The plaintiff testified that, when he sold his stock back to the corporation in 1991, he was paid $17 per share. This was a price that had been paid to other shareholders who sold their shares to the corporation at a previous date, and it is a price which, after consulting with his attorney, he concluded was a fair price. With this payment, the plaintiff realized a significant return on his capital investment independent of the salary he received as an employee.

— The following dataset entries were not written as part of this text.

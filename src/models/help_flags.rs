use serde::{Deserialize, Serialize};

/// First bitset of per-user help flags (dismissed hints, onboarding steps)
#[derive(Debug, Clone, Copy, Default, PartialEq, Eq, Serialize, Deserialize)]
#[serde(transparent)]
pub struct HelpFlags1(pub u64);

impl HelpFlags1 {
    pub const GETTING_STARTED_PANEL_DISMISSED: HelpFlags1 = HelpFlags1(1);

    /// True when every bit of `flag` is set
    pub fn has_flag(self, flag: HelpFlags1) -> bool {
        self.0 & flag.0 == flag.0
    }

    pub fn add_flag(&mut self, flag: HelpFlags1) {
        self.0 |= flag.0;
    }

    pub fn bits(self) -> u64 {
        self.0
    }
}

impl From<u64> for HelpFlags1 {
    fn from(bits: u64) -> Self {
        HelpFlags1(bits)
    }
}
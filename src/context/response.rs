//! Response-data mapping and the response builder behind `ReqContext`.

use std::any::Any;
use std::collections::HashMap;
use std::sync::Arc;

use axum::{
    http::StatusCode,
    response::{Html, IntoResponse, Response},
    Json,
};
use serde::Serialize;
use serde_json::{Map, Value};
use tera::Tera;

use super::timer::RequestTimer;
use crate::config::Environment;

/// Key under which `time_request` parks the request timer
pub const PERFMON_TIMER_KEY: &str = "perfmon.timer";

/// Per-request key/value store consumed by the template renderer.
///
/// Serializable values feed the template context; opaque handles (timers)
/// live beside them under their own keys and never reach a template.
#[derive(Default)]
pub struct ResponseData {
    values: Map<String, Value>,
    handles: HashMap<&'static str, Box<dyn Any + Send + Sync>>,
}

impl ResponseData {
    pub fn insert(&mut self, key: impl Into<String>, value: impl Into<Value>) {
        self.values.insert(key.into(), value.into());
    }

    pub fn get(&self, key: &str) -> Option<&Value> {
        self.values.get(key)
    }

    pub fn contains_key(&self, key: &str) -> bool {
        self.values.contains_key(key) || self.handles.contains_key(key)
    }

    pub fn values(&self) -> &Map<String, Value> {
        &self.values
    }

    pub fn insert_handle<T: Any + Send + Sync>(&mut self, key: &'static str, handle: T) {
        self.handles.insert(key, Box::new(handle));
    }

    /// Remove and return the handle under `key` if it has type `T`
    pub fn take_handle<T: Any + Send + Sync>(&mut self, key: &str) -> Option<T> {
        if !self.handles.get(key)?.is::<T>() {
            return None;
        }
        let handle = self.handles.remove(key)?.downcast::<T>().ok()?;
        Some(*handle)
    }
}

impl std::fmt::Debug for ResponseData {
    fn fmt(&self, f: &mut std::fmt::Formatter<'_>) -> std::fmt::Result {
        f.debug_struct("ResponseData")
            .field("values", &self.values)
            .field("handles", &self.handles.keys().collect::<Vec<_>>())
            .finish()
    }
}

/// JSON error envelope: optional `error` detail plus a `message` that defaults
/// to the reason phrase for 404 and 500 only.
///
/// Any other status with an empty message yields no `message` key at all.
pub fn api_error_body(status: StatusCode, message: &str, error: Option<String>) -> Map<String, Value> {
    let mut body = Map::new();

    if let Some(error) = error {
        body.insert("error".to_string(), Value::String(error));
    }

    match status {
        StatusCode::NOT_FOUND => {
            body.insert("message".to_string(), "Not Found".into());
        }
        StatusCode::INTERNAL_SERVER_ERROR => {
            body.insert("message".to_string(), "Internal Server Error".into());
        }
        _ => {}
    }

    if !message.is_empty() {
        body.insert("message".to_string(), message.into());
    }

    body
}

/// Settings the responder needs from the application, injected per request
#[derive(Clone)]
pub struct RenderSettings {
    pub env: Environment,
    pub app_sub_url: String,
    pub error_template: String,
    pub templates: Arc<Tera>,
}

/// Mutable response builder owned by one request
pub struct Responder {
    pub data: ResponseData,
    settings: RenderSettings,
}

impl Responder {
    pub fn new(settings: RenderSettings) -> Self {
        Self {
            data: ResponseData::default(),
            settings,
        }
    }

    /// Render the configured error template with the current response data
    pub fn error_page(&mut self, status: StatusCode, title: &str, error: Option<String>) -> Response {
        if let Some(error) = error {
            if !self.settings.env.is_production() {
                self.data.insert("ErrorMsg", error);
            }
        }

        self.data.insert("Title", title);
        self.data.insert("AppSubUrl", self.settings.app_sub_url.clone());
        self.data.insert("Theme", "dark");

        let template = self.settings.error_template.clone();
        self.html(status, &template)
    }

    /// Render a named template at `status`; a render failure is logged and
    /// answered with a bare page carrying the same status.
    pub fn html(&mut self, status: StatusCode, template: &str) -> Response {
        let rendered = tera::Context::from_serialize(self.data.values())
            .and_then(|ctx| self.settings.templates.render(template, &ctx));

        let response = match rendered {
            Ok(body) => (status, Html(body)).into_response(),
            Err(e) => {
                tracing::error!(error = %e, template = template, "template render failed");
                let title = self
                    .data
                    .get("Title")
                    .and_then(Value::as_str)
                    .unwrap_or_default()
                    .to_string();
                (
                    status,
                    Html(format!(
                        "<html><body><h1>{}</h1></body></html>",
                        tera::escape_html(&title)
                    )),
                )
                    .into_response()
            }
        };

        self.finish(response)
    }

    pub fn json<T: Serialize>(&mut self, status: StatusCode, body: &T) -> Response {
        let response = (status, Json(body)).into_response();
        self.finish(response)
    }

    pub fn json_api_err(&mut self, status: StatusCode, message: &str, error: Option<String>) -> Response {
        let error = error.filter(|_| !self.settings.env.is_production());
        let body = api_error_body(status, message, error);
        self.json(status, &body)
    }

    /// Hand the request timer to the telemetry middleware via response extensions
    fn finish(&mut self, mut response: Response) -> Response {
        if let Some(timer) = self.data.take_handle::<RequestTimer>(PERFMON_TIMER_KEY) {
            response.extensions_mut().insert(timer);
        }
        response
    }
}
pub mod admin;
pub mod health;
pub mod user;

use axum::{http::StatusCode, middleware, response::Response, Router};

use crate::context::ReqContext;
use crate::middleware::{context::populate_context, telemetry::record_request_timer};
use crate::state::AppState;

pub fn create_router(state: AppState) -> Router {
    Router::new()
        .merge(health::router())
        .merge(user::router())
        .merge(admin::router())
        .fallback(not_found)
        .layer(middleware::from_fn_with_state(state.clone(), populate_context))
        .layer(middleware::from_fn(record_request_timer))
        .with_state(state)
}

/// JSON 404 under `/api`, error page elsewhere
pub async fn not_found(mut ctx: ReqContext) -> Response {
    if ctx.is_api_request() {
        ctx.json_api_err(StatusCode::NOT_FOUND, "", None)
    } else {
        ctx.handle(StatusCode::NOT_FOUND, "Page not found", None)
    }
}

We conclude that this is not a situation where the majority shareholder breached his fiduciary duty to a minority shareholder. "[T]he controlling group in a close corporation must have some room to maneuver in establishing the business policy of the corporation." Wilkes v. Springside Nursing Home, Inc., supra at 851. Although there was no legitimate business purpose for the termination of the plaintiff, neither was the termination for the financial gain of Pompei or contrary to established public policy. Not every discharge of an at-will employee of a close corporation who happens to own stock in the corporation gives rise to a successful breach of fiduciary duty claim. The plaintiff was terminated in accordance with his employment contract and fairly compensated for his stock. He failed to establish a sufficient basis for a breach of fiduciary duty claim under the principles of Donahue v. Rodd Electrotype Co., supra.
The plaintiff's cross appeal. The plaintiff argues that it was error to allow evidence regarding the salary of other positions available during the relevant period to show the plaintiff's failure to mitigate his damages. Because we have concluded that, as matter of law, the termination of the plaintiff did not constitute a breach of Pompei's fiduciary duty, evidence concerning damages is irrelevant.
[Note 1] Francesco Pompei.
[Note 2] Both Pompei and Exergen were the named defendants in the complaint, however, as the allegations relating to the breach of fiduciary duty apply only to Pompei. We refer only to him regarding this issue.
[Note 3] Although the judge ruled that Exergen and Pompei shall be jointly and severally liable for the judgment, the claim for breach of fiduciary duty lies only against the majority shareholder, not against the corporation. 38 Mass. App. Ct. 462 , 471-472 (1995).